Multiple sclerosis (MS) is an autoimmune disease with a genetic component, caused at least in part by aberrant lymphocyte activity. The whole blood mRNA transcriptome was measured for 99 untreated MS patients: 43 primary progressive MS, 20 secondary progressive MS, 36 relapsing remitting MS and 45 age-matched healthy controls. The ANZgene Multiple Sclerosis Genetics Consortium genotyped more than 300 000 SNPs for 115 of these samples.
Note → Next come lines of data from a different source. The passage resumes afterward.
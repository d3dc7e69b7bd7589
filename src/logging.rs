use tracing_subscriber::EnvFilter;
use tracing_subscriber::{fmt, layer::SubscriberExt, util::SubscriberInitExt};

use crate::config::LoggingConfig;

/// Initialize tracing from the logging config.
///
/// `RUST_LOG` takes precedence over `config.filter`. When `config.file` is
/// set, logs go to `{file}.{timestamp}.{pid}` so several processes can log
/// side by side; otherwise they go to stderr.
///
/// Does nothing when logging is disabled or a global subscriber is already
/// installed.
pub fn init_tracing(config: &LoggingConfig) {
    if !config.enabled {
        return;
    }

    let filter = EnvFilter::try_from_default_env()
        .unwrap_or_else(|_| EnvFilter::new(&config.filter));

    let Some(log_path) = &config.file else {
        let console_layer = fmt::layer()
            .with_writer(std::io::stderr)
            .with_target(true)
            .with_level(true)
            .with_timer(fmt::time::UtcTime::rfc_3339());
        let _ = tracing_subscriber::registry()
            .with(filter)
            .with(console_layer)
            .try_init();
        return;
    };

    let pid = std::process::id();
    let timestamp = std::time::SystemTime::now()
        .duration_since(std::time::UNIX_EPOCH)
        .map(|d| d.as_secs())
        .unwrap_or(0);
    let unique_path = format!("{}.{}.{}", log_path.display(), timestamp, pid);

    let Ok(file) = std::fs::File::create(&unique_path) else {
        eprintln!("Warning: Failed to create log file: {}", unique_path);
        return;
    };

    let file_layer = fmt::layer()
        .with_writer(file)
        .with_ansi(false)
        .with_target(true)
        .with_level(true);

    let _ = tracing_subscriber::registry()
        .with(filter)
        .with(file_layer)
        .try_init();
}

#[cfg(test)]
mod tests {
    use super::*;

    #[test]
    fn disabled_logging_is_noop() {
        let config = LoggingConfig {
            enabled: false,
            ..LoggingConfig::default()
        };
        init_tracing(&config);
    }

    #[test]
    fn file_logging_creates_unique_file() {
        let dir = tempfile::tempdir().unwrap();
        let base = dir.path().join("scopestate.log");
        let config = LoggingConfig {
            enabled: true,
            filter: "debug".to_string(),
            file: Some(base.clone()),
        };

        init_tracing(&config);

        let created = std::fs::read_dir(dir.path())
            .unwrap()
            .filter_map(Result::ok)
            .any(|entry| entry.file_name().to_string_lossy().starts_with("scopestate.log."));
        assert!(created);
    }
}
Transcription from genes on translational regulation, oxidative phosphorylation, immune synapse and antigen presentation pathways was markedly increased in all forms of MS. Expression of genes tagging T cells was also upregulated (P < 10(-12)) in MS. A T cell gene signature predicts disease state with a concordance index of 0.79 with age and gender as co-variables, but the signature is not associated with clinical course or disability. The ANZgene genome wide association screen identified two novel regions with genome wide significance: one encoding the T cell co-stimulatory molecule, CD40; the other a region on chromosome 12q13-14. The CD40 haplotype associated with increased MS susceptibility has decreased gene expression in MS (P < 0.0007). The second MS susceptibility region includes 17 genes on 12q13-14 in tight linkage disequilibrium. Of these, only 13 are expressed in leukocytes, and of these the expression of one, FAM119B, is much lower in the susceptibility haplotype (P < 10(-14)). Overall, these data indicate dysregulation of T cells can be detected in the whole blood of untreated MS patients, and supports targeting of activated T cells in therapy for all forms of MS.

摘要

多发性硬化症(MS)是一种具有遗传成分的自身免疫性疾病,至少部分是由异常淋巴细胞活性引起的。对 99 名未经治疗的 MS 患者的全血 mRNA 转录组进行了测量:43 名原发性进展性 MS、20 名继发性进展性 MS、36 名复发缓解性 MS 和 45 名年龄匹配的健康对照者。ANZgene 多发性硬化症遗传学联合会对其中 115 名样本的 30 多万个 SNP 进行了基因分型。所有形式的 MS 中,翻译调节、氧化磷酸化、免疫突触和抗原呈递途径的基因转录明显增加。MS 中标记 T 细胞的基因表达也上调(P<10(-12))。T 细胞基因特征预测疾病状态,与年龄和性别作为协变量的一致性指数为 0.79,但该特征与临床过程或残疾无关。ANZgene 全基因组关联筛查发现了两个具有全基因组意义的新区域:一个编码 T 细胞共刺激分子 CD40;另一个位于 12q13-14 染色体上。与 MS 易感性增加相关的 CD40 单倍型在 MS 中基因表达降低(P<0.0007)。第二个 MS 易感性区域包括 12q13-14 上的 17 个紧密连锁的基因。在这些基因中,只有 13 个在白细胞中表达,其中一个基因 FAM119B 在易感单倍型中的表达水平要低得多(P<10(-14))。总的来说,这些数据表明,未经治疗的 MS 患者的全血中可以检测到 T 细胞的失调,并支持针对所有形式的 MS 中激活的 T 细胞进行治疗。